Possibile che tutti insieme i paesi facenti parte della UE, sulla carta un unico stato, abbiano vaccinato meno abitanti che il Regno Unito e gli Stati Uniti?
Possibile se l'autorizzazione all'uso di questo o quel vaccino passa per l'EMA, l'organismo che gestisce i farmaci in uso e in vendita nell'Europa marcata UE. Possibile se dopo le pandemie più recenti, Ebola e Suina, non è stato creato un protocollo di emergenza che consenta l'uso di un farmaco presentato con un minor numero di test eseguiti.

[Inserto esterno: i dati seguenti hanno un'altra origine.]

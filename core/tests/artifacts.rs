#![cfg(unix)]
#![expect(clippy::expect_used)]

//! Temp-file hygiene for every runner. Kept in its own test binary because it
//! redirects the process-wide temp directory.

use std::path::Path;
use std::time::Duration;

use mcpshell_core::ToolErr;
use mcpshell_core::exec::RunParams;
use mcpshell_core::params::Args;
use mcpshell_core::runner::Runner;
use mcpshell_core::runner::RunnerOptions;
use mcpshell_core::runner::RunnerType;
use pretty_assertions::assert_eq;
use serde_json::Value;
use serde_json::json;
use tokio_util::sync::CancellationToken;

fn options(value: Value) -> RunnerOptions {
    match value {
        Value::Object(map) => map,
        _ => RunnerOptions::new(),
    }
}

fn leftovers(dir: &Path) -> Vec<String> {
    std::fs::read_dir(dir)
        .expect("temp dir should be readable")
        .map(|entry| {
            entry
                .expect("dir entry")
                .file_name()
                .to_string_lossy()
                .into_owned()
        })
        .collect()
}

fn runners() -> Vec<Runner> {
    [
        (RunnerType::Exec, json!({})),
        (RunnerType::SandboxExec, json!({"allow_read_folders": ["/usr"]})),
        (RunnerType::Firejail, json!({"allow_read_folders": ["/usr"]})),
        (
            RunnerType::Docker,
            json!({
                "image": "mcpshell-absent-image:never",
                "engine": "docker",
                "docker_run_opts": "--pull=never",
            }),
        ),
    ]
    .into_iter()
    .map(|(kind, opts)| Runner::new(kind, &options(opts)).expect("runner options are valid"))
    .collect()
}

#[tokio::test]
async fn runners_leave_no_files_behind() {
    let tmp = tempfile::tempdir().expect("should be able to create temp dir");
    tempfile::env::override_temp_dir(tmp.path()).expect("temp dir is only overridden here");

    let params = RunParams {
        shell: Some("/bin/sh".to_string()),
        command: "echo one\necho two".to_string(),
        env: Vec::new(),
        params: Args::new(),
        use_tmpfile: true,
        timeout: Some(Duration::from_secs(20)),
    };

    let cancelled = CancellationToken::new();
    cancelled.cancel();
    for runner in runners() {
        let err = runner
            .run(&cancelled, &params)
            .await
            .expect_err("cancelled calls never run");
        assert!(matches!(err, ToolErr::Cancelled), "got {err:?}");
        assert_eq!(
            leftovers(tmp.path()),
            Vec::<String>::new(),
            "{} created files for a cancelled call",
            runner.kind()
        );
    }

    // Whether or not this host has the backend, the profile and script files
    // are gone once the call returns.
    for runner in runners() {
        let result = runner.run(&CancellationToken::new(), &params).await;
        eprintln!("{} finished with {result:?}", runner.kind());
        assert_eq!(
            leftovers(tmp.path()),
            Vec::<String>::new(),
            "{} left files behind",
            runner.kind()
        );
    }
}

Cosa che non accade con l'MHRA nel Regno Unito e con l'FDA negli Stati Uniti; in questi due paesi se un farmaco è presentato con un numero inferiore di test eseguiti ma risulta ugualmente efficace in situazioni pandemiche viene messo in uso subito, bipassando la macchinosa macchina burocratica cui ancora si trova l'europea Ema.
Ricordando che Ebola e Suina, poi l'Aviaria, non sono pandemie così recenti pur essendo ancora presenti in determinate regioni del mondo (per l'Ebola si torna al 2015), la domanda da porre all'EMA, alla signora Von der Leyen e ai signori che hanno via via stipulato i contratti di fornitura con le industrie farmaceutiche, è come mai in un lustro non si è intervenuti su questo tipo di protocolli? Come mai si è dato per scontato che nessun tipo di pandemia potesse colpire mortalmente i paesi più progrediti, quelli industrializzati? Perché l'atteggiamento standardizzato si alcune Commissioni ci arriva come "passivo", attendista, come se il rallentamento di un virus comportasse l'automatico disinteresse per lo stesso, voltando tristemente pagina.
Sicuramente a noi che siamo quelli "dei discorsi da bar" certe dinamiche sfuggono, certi accordi non vengono detti, ma siamo in grado da soli che così facendo ad ogni passo avanti compiuto ne corrisponde uno all'indietro, trovandoci così sempre al punto di partenza.